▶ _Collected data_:

//! Call-local TF-IDF vectorization and cosine similarity.
//!
//! Every call fits its own vector space over the documents it is given and
//! discards it on return. Nothing is shared across calls — IDF statistics
//! never leak from one comparison into another, which keeps every call
//! independent and safe to run in parallel.
//!
//! Inputs are expected in normalized form (see [`crate::text::normalize`]);
//! tokens are whitespace-separated words of at least two characters.

use std::collections::HashMap;

/// Minimum token length admitted to the vocabulary. Single letters carry
/// no usable signal.
const MIN_TOKEN_LEN: usize = 2;

/// Cosine similarity of two documents over a two-document corpus.
///
/// Returns a value in `[0, 1]`. An empty document or a degenerate
/// vocabulary yields `0.0` rather than an error.
pub fn cosine_similarity(a: &str, b: &str) -> f64 {
    cosine_similarity_many(a, std::slice::from_ref(&b))
        .first()
        .copied()
        .unwrap_or(0.0)
}

/// Cosine similarity of a candidate against each corpus document.
///
/// The candidate is document 0 and the corpus documents 1..N of a single
/// vector space; IDF is computed once over the full set for this call
/// only. The result preserves corpus order.
pub fn cosine_similarity_many<S: AsRef<str>>(candidate: &str, corpus: &[S]) -> Vec<f64> {
    if corpus.is_empty() {
        return Vec::new();
    }

    let mut docs: Vec<Vec<&str>> = Vec::with_capacity(corpus.len() + 1);
    docs.push(tokenize(candidate));
    for text in corpus {
        docs.push(tokenize(text.as_ref()));
    }

    let mut vocabulary: HashMap<&str, usize> = HashMap::new();
    for doc in &docs {
        for &token in doc {
            let next = vocabulary.len();
            vocabulary.entry(token).or_insert(next);
        }
    }
    if vocabulary.is_empty() {
        tracing::debug!("empty vocabulary, similarity falls back to 0");
        return vec![0.0; corpus.len()];
    }

    // Document frequency per term.
    let mut df = vec![0u32; vocabulary.len()];
    for doc in &docs {
        let mut seen = vec![false; vocabulary.len()];
        for &token in doc {
            let index = vocabulary[token];
            if !seen[index] {
                seen[index] = true;
                df[index] += 1;
            }
        }
    }

    // Smoothed IDF: ln((1 + n) / (1 + df)) + 1.
    let doc_total = docs.len() as f64;
    let idf: Vec<f64> = df
        .iter()
        .map(|&d| ((1.0 + doc_total) / (1.0 + f64::from(d))).ln() + 1.0)
        .collect();

    let rows: Vec<Vec<f64>> = docs
        .iter()
        .map(|doc| {
            let mut row = vec![0.0f64; vocabulary.len()];
            for &token in doc {
                row[vocabulary[token]] += 1.0;
            }
            for (weight, term_idf) in row.iter_mut().zip(&idf) {
                *weight *= term_idf;
            }
            let norm = row.iter().map(|w| w * w).sum::<f64>().sqrt();
            if norm > 0.0 {
                for weight in &mut row {
                    *weight /= norm;
                }
            }
            row
        })
        .collect();

    let candidate_row = &rows[0];
    rows[1..]
        .iter()
        .map(|row| {
            candidate_row
                .iter()
                .zip(row)
                .map(|(a, b)| a * b)
                .sum::<f64>()
                .clamp(0.0, 1.0)
        })
        .collect()
}

fn tokenize(text: &str) -> Vec<&str> {
    text.split_whitespace()
        .filter(|token| token.len() >= MIN_TOKEN_LEN)
        .collect()
}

▶ _WHAT YOU WILL DO_: Your response should contain each line of the entries above that holds the string "push".

▶ _WRITTEN RESPONSE_:
    docs.push(tokenize(candidate));
        docs.push(tokenize(text.as_ref()));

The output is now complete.